2. Fuga hacia otras tradiciones: Una segunda respuesta ha sido abandonar el anglicanismo por completo. Desanimados por las luchas internas de la Comunión o por su deriva doctrinal, algunos clérigos y laicos se han sentido impulsados a buscar refugio espiritual en otro lugar. En años recientes, ha habido notables conversiones de anglicanos al catolicismo romano o a la ortodoxia oriental, tradiciones percibidas como más estables y con mayor autoridad doctrinal. Otros han abandonado toda afiliación eclesial, convencidos de que el experimento anglicano está irremediablemente roto. Esta respuesta reconoce la crisis, pero concluye que el barco anglicano se está hundiendo y hay que abandonarlo. Aunque debemos comprender a quienes, por conciencia, deciden partir, esta fuga representa también una pérdida trágica: la de anglicanos fieles que podrían haber contribuido a una renovación, y plantea la pregunta: ¿es el cisma o el éxodo la única salida, o aún es posible una esperanza de renovación desde dentro?
3. Negación o complacencia: Una tercera respuesta ha sido la inacción: no hacer nada sustancial. En ciertos sectores de la Comunión (y también en algunas parroquias locales) predomina una apatía silenciosa: una esperanza de que, si simplemente seguimos adelante como si nada pasara, la crisis se resolverá sola. Algunos obispos y diócesis, incómodos con los extremos, han hecho llamados al «desacuerdo constructivo» o a la paciencia, optando por seguir a la deriva. Otros minimizan la importancia de la doctrina por completo, enfocándose únicamente en la vida parroquial o en la acción social, e ignorando la fractura eclesial más amplia. Esta actitud de negación o complacencia suele nacer del agotamiento o del deseo de evitar el conflicto. Sin embargo, evitar el problema también es una decisión: una que, en última instancia, permite que la deriva continúe. Sin una postura firme a favor de la verdad bíblica, este enfoque pasivo contribuye inadvertidamente al alejamiento del anglicanismo respecto de sus fundamentos confesionales. A estas personas, bien se les puede desafiar con el dicho «navega, no te dejes llevar por la corriente».
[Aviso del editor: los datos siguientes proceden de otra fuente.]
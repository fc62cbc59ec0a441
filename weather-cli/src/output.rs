//! Human-readable rendering of weather documents.

use std::fmt::Write;

use chrono::{DateTime, Local};
use weather_core::WeatherDocument;

pub fn render_weather(doc: &WeatherDocument) -> String {
    let loc = &doc.location;
    let cur = &doc.current;
    let mut out = String::new();

    let _ = writeln!(out, "{}, {}, {} (local time {})", loc.name, loc.region, loc.country, loc.local_time);
    let _ = writeln!(
        out,
        "  {:.1}°C / {:.1}°F, {} (feels like {:.1}°C)",
        cur.temp_c, cur.temp_f, cur.condition.text, cur.feels_like_c
    );
    let _ = writeln!(
        out,
        "  Wind {:.1} km/h {}, humidity {}%",
        cur.wind_kph, cur.wind_dir, cur.humidity
    );

    for day in &doc.forecast.days {
        let _ = writeln!(
            out,
            "  {}  {:>5.1}° / {:>5.1}°  {:>3}% rain  {}  (sunrise {}, sunset {})",
            day.date.format("%a %d %b"),
            day.day.max_temp_c,
            day.day.min_temp_c,
            day.day.chance_of_rain,
            day.day.condition.text,
            day.astro.sunrise,
            day.astro.sunset,
        );
    }

    out
}

pub fn render_cached_at(fetched_at_millis: i64) -> String {
    match DateTime::from_timestamp_millis(fetched_at_millis) {
        Some(at) => format!("(cached {})", at.with_timezone(&Local).format("%Y-%m-%d %H:%M")),
        None => "(cached at an unknown time)".to_string(),
    }
}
4. Renovación y reforma: Finalmente, existe una respuesta fiel: resistencia acompañada de esperanza. Muchos anglicanos evangélicos reformados (y otros anglicanos ortodoxos de diversas corrientes eclesiásticas) han decidido permanecer y luchar por el alma del anglicanismo. En lugar de conformarse con enseñanzas erradas o abandonar la tradición, se han unido para sostener la doctrina clásica anglicana y la misión evangélica de la Iglesia. Esta respuesta se evidencia en el crecimiento de movimientos y coaliciones reformadoras: las conferencias de GAFCON, nuevas Provincias como ACNA o la Iglesia Anglicana en Brasil, diócesis misioneras ortodoxas en países con Nueva Zelanda, Australia, incluso en Inglaterra, y redes como la Anglican Network in Europe, por ejemplo. Quienes siguen este camino conocen bien los fracasos del anglicanismo, pero se niegan a permitir que su herencia bíblica sea arrasada sin presentar resistencia. Arraigados en la oración y la Escritura, llaman a la Iglesia al arrepentimiento y al retorno a «la fe que ha sido una vez dada a los santos» (Judas 3). Están convencidos de que el anglicanismo auténtico es la Iglesia de la Biblia, de los Artículos y del Libro de Oración Común; y que solo volviendo a estas fuentes puede el anglicanismo ser renovado.
Entre estas cuatro respuestas, no será sorpresa que este ensayo defienda la cuarta. El camino hacia adelante no es ni claudicar ante el error ni abandonar la comunión, sino la reforma y el avivamiento. Con ese fin, hacemos un llamado sincero a volver a las Escrituras y a las fuentes doctrinales ricas de nuestra herencia anglicana. Al hacerlo, creemos que el anglicanismo puede redescubrir su identidad y unidad, y avanzar desde la fragmentación hacia la fidelidad.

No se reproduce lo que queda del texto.